Now find 2 integers that multiply to -270 and sum to -17,

-27 with 10 work

How to do it:

We have to find p and q such that pq=6 x (-45)= 2 x 3 x 3 x 3 x 5

and p+q=-17

We observe that 17 is a prime.So p and q cannot have common factors (otherwise p+q will be have a common factor).

So either p or q will have all the 3 "3"s.Let it be p.
We have a 2 and 5 remaining which can go into either p or q.Let us first try both of them in q.
So we have p=27 and q=10

One and only one of p and q is negative and also the greater of p and q has to have the sign "-" (because the sum is negative).

So we have p + q = -27 + 10 = -17 and it works.If it hadn't worked then we had to exchange the 2 and 5 a couple of times until we get it right.

If p + q had a common factor,then we had to allow it to be the GCD of p and q and continue this.
 
  • #4
Re: Factoring Quadratics

mathmaniac said:
How to do it:

We have to find p and q such that pq=6 x (-45)= 2 x 3 x 3 x 3 x 5

and p+q=-17

We observe that 17 is a prime.So p and q cannot have common factors (otherwise p+q will be have a common factor).

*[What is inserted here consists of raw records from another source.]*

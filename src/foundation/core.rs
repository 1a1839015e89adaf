use crate::foundation::math::finite_or;
use serde::{Deserialize, Serialize};

pub use kurbo::{Point, Rect, Size, Vec2};

/// Axis-aligned box in pixels.
///
/// Child boxes are expressed in their parent container's frame. Width and height are never
/// negative: constructors clamp negative and non-finite extents to zero.
#[derive(Clone, Copy, Debug, Default, PartialEq, Serialize, Deserialize)]
pub struct BoxPx {
    /// Left edge.
    #[serde(default)]
    pub x: f64,
    /// Top edge.
    #[serde(default)]
    pub y: f64,
    /// Horizontal extent, `>= 0`.
    #[serde(default)]
    pub width: f64,
    /// Vertical extent, `>= 0`.
    #[serde(default)]
    pub height: f64,
}

impl BoxPx {
    /// Create a normalized box.
    pub fn new(x: f64, y: f64, width: f64, height: f64) -> Self {
        Self {
            x: finite_or(x, 0.0),
            y: finite_or(y, 0.0),
            width: finite_or(width, 0.0).max(0.0),
            height: finite_or(height, 0.0).max(0.0),
        }
    }

    /// Box anchored at the origin.
    pub fn from_size(width: f64, height: f64) -> Self {
        Self::new(0.0, 0.0, width, height)
    }

    /// Return the same box with normalized fields.
    pub fn normalized(self) -> Self {
        Self::new(self.x, self.y, self.width, self.height)
    }

    /// Right edge.
    pub fn right(self) -> f64 {
        self.x + self.width
    }

    /// Bottom edge.
    pub fn bottom(self) -> f64 {
        self.y + self.height
    }

    /// Geometric center.
    pub fn center(self) -> Point {
        Point::new(self.x + self.width * 0.5, self.y + self.height * 0.5)
    }

    /// Extent along `axis`.
    pub fn len(self, axis: Axis) -> f64 {
        match axis {
            Axis::Horizontal => self.width,
            Axis::Vertical => self.height,
        }
    }

    /// Leading coordinate along `axis`.
    pub fn start(self, axis: Axis) -> f64 {
        match axis {
            Axis::Horizontal => self.x,
            Axis::Vertical => self.y,
        }
    }

    /// Return `true` when the box covers no area.
    pub fn is_empty(self) -> bool {
        self.width <= 0.0 || self.height <= 0.0
    }

    /// Shift by `delta`.
    pub fn translate(self, delta: Vec2) -> Self {
        Self::new(self.x + delta.x, self.y + delta.y, self.width, self.height)
    }

    /// Scale position and extent about the frame origin.
    pub fn scaled(self, factor: f64) -> Self {
        Self::new(
            self.x * factor,
            self.y * factor,
            self.width * factor,
            self.height * factor,
        )
    }

    /// Smallest box covering both boxes.
    pub fn union(self, other: Self) -> Self {
        Self::from_rect(self.to_rect().union(other.to_rect()))
    }

    /// Return `true` when `other` lies entirely inside `self` (within `eps` pixels).
    pub fn contains_box(self, other: Self, eps: f64) -> bool {
        other.x >= self.x - eps
            && other.y >= self.y - eps
            && other.right() <= self.right() + eps
            && other.bottom() <= self.bottom() + eps
    }

    /// Convert to a `kurbo` rectangle.
    pub fn to_rect(self) -> Rect {
        Rect::new(self.x, self.y, self.right(), self.bottom())
    }

    /// Convert from a `kurbo` rectangle.
    pub fn from_rect(rect: Rect) -> Self {
        let r = rect.abs();
        Self::new(r.x0, r.y0, r.width(), r.height())
    }
}

/// Per-edge lengths (padding, insets, overflow).
#[derive(Clone, Copy, Debug, Default, PartialEq, Serialize, Deserialize)]
pub struct Edges {
    /// Top edge.
    #[serde(default)]
    pub top: f64,
    /// Right edge.
    #[serde(default)]
    pub right: f64,
    /// Bottom edge.
    #[serde(default)]
    pub bottom: f64,
    /// Left edge.
    #[serde(default)]
    pub left: f64,
}

impl Edges {
    /// Same value on every edge.
    pub fn uniform(v: f64) -> Self {
        Self {
            top: v,
            right: v,
            bottom: v,
            left: v,
        }
    }

    /// `(start, end)` pair along `axis`.
    pub fn along(self, axis: Axis) -> (f64, f64) {
        match axis {
            Axis::Horizontal => (self.left, self.right),
            Axis::Vertical => (self.top, self.bottom),
        }
    }

    /// Overwrite the `(start, end)` pair along `axis`.
    pub fn set_along(&mut self, axis: Axis, start: f64, end: f64) {
        match axis {
            Axis::Horizontal => {
                self.left = start;
                self.right = end;
            }
            Axis::Vertical => {
                self.top = start;
                self.bottom = end;
            }
        }
    }

    /// Multiply every edge by `factor`.
    pub fn scaled(self, factor: f64) -> Self {
        Self {
            top: self.top * factor,
            right: self.right * factor,
            bottom: self.bottom * factor,
            left: self.left * factor,
        }
    }

    /// Edge-wise maximum.
    pub fn max(self, other: Self) -> Self {
        Self {
            top: self.top.max(other.top),
            right: self.right.max(other.right),
            bottom: self.bottom.max(other.bottom),
            left: self.left.max(other.left),
        }
    }

    /// Replace non-finite or negative edges with zero.
    pub fn sanitized(self) -> Self {
        let f = |v: f64| finite_or(v, 0.0).max(0.0);
        Self {
            top: f(self.top),
            right: f(self.right),
            bottom: f(self.bottom),
            left: f(self.left),
        }
    }

    /// Sum of the horizontal edges.
    pub fn horizontal(self) -> f64 {
        self.left + self.right
    }

    /// Sum of the vertical edges.
    pub fn vertical(self) -> f64 {
        self.top + self.bottom
    }

    /// Return `true` when any edge is positive.
    pub fn any_positive(self) -> bool {
        self.top > 0.0 || self.right > 0.0 || self.bottom > 0.0 || self.left > 0.0
    }
}

/// Layout axis.
#[derive(Clone, Copy, Debug, PartialEq, Eq, Hash, Serialize, Deserialize)]
#[serde(rename_all = "kebab-case")]
pub enum Axis {
    /// Left to right.
    Horizontal,
    /// Top to bottom.
    Vertical,
}

impl Axis {
    /// The perpendicular axis.
    pub fn cross(self) -> Self {
        match self {
            Self::Horizontal => Self::Vertical,
            Self::Vertical => Self::Horizontal,
        }
    }

    /// Component of `size` along this axis.
    pub fn of_size(self, size: Size) -> f64 {
        match self {
            Self::Horizontal => size.width,
            Self::Vertical => size.height,
        }
    }
}

/// Target canvas dimensions with degenerate values clamped to one pixel.
pub fn sanitize_target(size: Size) -> Size {
    let f = |v: f64| {
        let v = finite_or(v, 1.0);
        if v <= 0.0 { 1.0 } else { v }
    };
    Size::new(f(size.width), f(size.height))
}

#[cfg(test)]
#[path = "../../tests/unit/foundation/core.rs"]
mod tests;
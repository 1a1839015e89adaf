use crate::content::arena::{NodeArena, NodeIdx};
use crate::content::model::ContentNode;
use serde::{Deserialize, Serialize};
use std::collections::{BTreeMap, BTreeSet};

/// Share of vector/primitive direct children above which a container is an illustration.
pub const VECTOR_CHILD_RATIO: f64 = 0.7;

/// Name fragments of device mockups and illustrations (matched case-insensitively).
pub const MOCKUP_VOCABULARY: &[&str] = &[
    "mockup",
    "device",
    "iphone",
    "phone",
    "android",
    "pixel",
    "ipad",
    "tablet",
    "macbook",
    "laptop",
    "monitor",
    "browser",
    "screen",
    "watch",
    "illustration",
    "artwork",
    "icon",
    "logo",
    "badge",
];

/// Why a node was classified as atomic.
#[derive(Clone, Copy, Debug, PartialEq, Eq, Serialize, Deserialize)]
#[serde(rename_all = "kebab-case")]
pub enum AtomicReason {
    /// Instance of a reusable component.
    ComponentInstance,
    /// Name matches the mockup/illustration vocabulary.
    MockupName,
    /// Mostly vector or primitive children.
    VectorCluster,
    /// Carries image or video content.
    Media,
    /// Paintless flow wrapper around two or more children.
    LayoutWrapper,
}

/// Subtrees that move and scale as one rigid unit.
///
/// Computed once per source tree and shared read-only by every target planned from it.
#[derive(Clone, Debug, Default, PartialEq, Eq, Serialize, Deserialize)]
pub struct AtomicGroupSet {
    roots: BTreeMap<String, AtomicReason>,
    /// Absorbed descendant id -> group root id.
    members: BTreeMap<String, String>,
}

impl AtomicGroupSet {
    /// Classify every subtree below `root`.
    pub fn classify(root: &ContentNode) -> Self {
        classify_arena(&NodeArena::build(root))
    }

    /// Return `true` when `id` roots a group.
    pub fn is_root(&self, id: &str) -> bool {
        self.roots.contains_key(id)
    }

    /// Return `true` when `id` is a group root or absorbed by one.
    pub fn contains(&self, id: &str) -> bool {
        self.is_root(id) || self.members.contains_key(id)
    }

    /// Return `true` when `id` sits strictly below a group root.
    pub fn is_absorbed(&self, id: &str) -> bool {
        self.members.contains_key(id)
    }

    /// Group root owning `id` (itself for roots).
    pub fn group_root<'s>(&'s self, id: &'s str) -> Option<&'s str> {
        if self.is_root(id) {
            return Some(id);
        }
        self.members.get(id).map(String::as_str)
    }

    /// Classification reason of a group root.
    pub fn reason(&self, id: &str) -> Option<AtomicReason> {
        self.roots.get(id).copied()
    }

    /// Group root ids in sorted order.
    pub fn roots(&self) -> impl Iterator<Item = &str> {
        self.roots.keys().map(String::as_str)
    }

    /// Number of groups.
    pub fn len(&self) -> usize {
        self.roots.len()
    }

    /// Return `true` when no group was found.
    pub fn is_empty(&self) -> bool {
        self.roots.is_empty()
    }
}

fn name_matches_vocabulary(name: &str) -> bool {
    let lower = name.to_ascii_lowercase();
    MOCKUP_VOCABULARY.iter().any(|w| lower.contains(w))
}

/// Decide whether one node is atomic. Returns `None` for structural nodes.
fn classify_node(arena: &NodeArena<'_>, idx: NodeIdx) -> Option<AtomicReason> {
    let entry = arena.entry(idx);
    let node = entry.node;
    if node.component_instance {
        return Some(AtomicReason::ComponentInstance);
    }
    // Text marks a re-flowable structure, never a frozen illustration.
    if entry.subtree_has_text {
        return None;
    }

    let is_container = node.is_container();
    if is_container && name_matches_vocabulary(&node.name) {
        return Some(AtomicReason::MockupName);
    }
    if is_container && !entry.children.is_empty() {
        let vector_children = entry
            .children
            .iter()
            .filter(|&&c| arena.entry(c).node.primitive.is_some())
            .count();
        if vector_children as f64 / entry.children.len() as f64 > VECTOR_CHILD_RATIO {
            return Some(AtomicReason::VectorCluster);
        }
    }
    if entry.subtree_has_media {
        return Some(AtomicReason::Media);
    }
    if is_container
        && !node.has_fill
        && !node.has_stroke
        && entry.children.len() >= 2
        && node.flow_mode().is_stacked()
    {
        return Some(AtomicReason::LayoutWrapper);
    }
    None
}

pub(crate) fn classify_arena(arena: &NodeArena<'_>) -> AtomicGroupSet {
    let mut set = AtomicGroupSet::default();
    let mut group_of: Vec<Option<NodeIdx>> = vec![None; arena.len()];

    // Pre-order: a parent's verdict is always known before its children are visited.
    for i in 1..arena.len() {
        let idx = NodeIdx(i as u32);
        let entry = arena.entry(idx);
        let inherited = entry.parent.and_then(|p| group_of[p.get()]);
        if let Some(root) = inherited {
            group_of[i] = Some(root);
            set.members
                .insert(entry.node.id.clone(), arena.entry(root).node.id.clone());
            continue;
        }
        if let Some(reason) = classify_node(arena, idx) {
            group_of[i] = Some(idx);
            set.roots.insert(entry.node.id.clone(), reason);
        }
    }
    set
}

#[cfg(test)]
#[path = "../../tests/unit/atomic/classifier.rs"]
mod tests;
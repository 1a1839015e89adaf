use crate::foundation::core::{Edges, Size, sanitize_target};
use crate::foundation::error::{RetargetError, RetargetResult};
use serde::{Deserialize, Serialize};
use std::collections::BTreeMap;

/// Default inset as a share of the matching dimension.
pub const DEFAULT_INSET_RATIO: f64 = 0.04;
/// Default hard minimum inset (px).
pub const DEFAULT_INSET_FLOOR: f64 = 16.0;
/// Exclusive upper bound on inset ratios.
pub const MAX_INSET_RATIO: f64 = 0.5;

/// Inset rule for one target: per-edge ratio of the dimension plus a pixel floor.
#[derive(Clone, Copy, Debug, PartialEq, Serialize, Deserialize)]
#[serde(default)]
pub struct SafeAreaSpec {
    /// Share of width (left/right) or height (top/bottom).
    pub ratio: Edges,
    /// Hard minimum per edge (px).
    pub floor: Edges,
}

impl Default for SafeAreaSpec {
    fn default() -> Self {
        Self {
            ratio: Edges::uniform(DEFAULT_INSET_RATIO),
            floor: Edges::uniform(DEFAULT_INSET_FLOOR),
        }
    }
}

impl SafeAreaSpec {
    /// Insets for a target: `max(dimension * ratio, floor)` per edge.
    pub fn insets(&self, target: Size) -> Edges {
        let t = sanitize_target(target);
        let r = self.ratio.sanitized();
        let f = self.floor.sanitized();
        Edges {
            top: (t.height * r.top).max(f.top),
            right: (t.width * r.right).max(f.right),
            bottom: (t.height * r.bottom).max(f.bottom),
            left: (t.width * r.left).max(f.left),
        }
    }

    fn validate(&self, label: &str) -> RetargetResult<()> {
        let ratios = [self.ratio.top, self.ratio.right, self.ratio.bottom, self.ratio.left];
        if ratios
            .iter()
            .any(|r| !r.is_finite() || *r < 0.0 || *r >= MAX_INSET_RATIO)
        {
            return Err(RetargetError::config(format!(
                "safe area '{label}': ratios must lie in [0, {MAX_INSET_RATIO})"
            )));
        }
        let floors = [self.floor.top, self.floor.right, self.floor.bottom, self.floor.left];
        if floors.iter().any(|f| !f.is_finite() || *f < 0.0) {
            return Err(RetargetError::config(format!(
                "safe area '{label}': floors must be finite and >= 0"
            )));
        }
        Ok(())
    }
}

/// Safe-area rules: a default plus per-target overrides keyed by target id.
#[derive(Clone, Debug, Default, PartialEq, Serialize, Deserialize)]
#[serde(default)]
pub struct SafeAreaConfig {
    /// Rule for targets without an override.
    pub default: SafeAreaSpec,
    /// Overrides by target id.
    pub targets: BTreeMap<String, SafeAreaSpec>,
}

impl SafeAreaConfig {
    /// Rule that applies to `target_id`.
    pub fn spec_for(&self, target_id: &str) -> &SafeAreaSpec {
        self.targets.get(target_id).unwrap_or(&self.default)
    }

    /// Insets for `target_id` at `size`.
    pub fn insets_for(&self, target_id: &str, size: Size) -> Edges {
        self.spec_for(target_id).insets(size)
    }

    /// Check every rule.
    pub fn validate(&self) -> RetargetResult<()> {
        self.default.validate("default")?;
        for (id, spec) in &self.targets {
            spec.validate(id)?;
        }
        Ok(())
    }

    /// Parse and validate a config from JSON.
    pub fn from_json_str(s: &str) -> RetargetResult<Self> {
        let cfg: Self = serde_json::from_str(s)?;
        cfg.validate()?;
        Ok(cfg)
    }
}

#[cfg(test)]
#[path = "../../tests/unit/config/safe_area.rs"]
mod tests;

So either p or q will have all the 3 "3"s.Let it be p.
We have a 2 and 5 remaining which can go into either p or q.Let us first try both of them in q.
So we have p=27 and q=10

One and only one of p and q is negative and also the greater of p and q has to have the sign "-" (because the sum is negative).

So we have p + q = -27 + 10 = -17 and it works.If it hadn't worked then we had to exchange the 2 and 5 a couple of times until we get it right.

If p + q had a common factor,then we had to allow it to be the GCD of p and q and continue this.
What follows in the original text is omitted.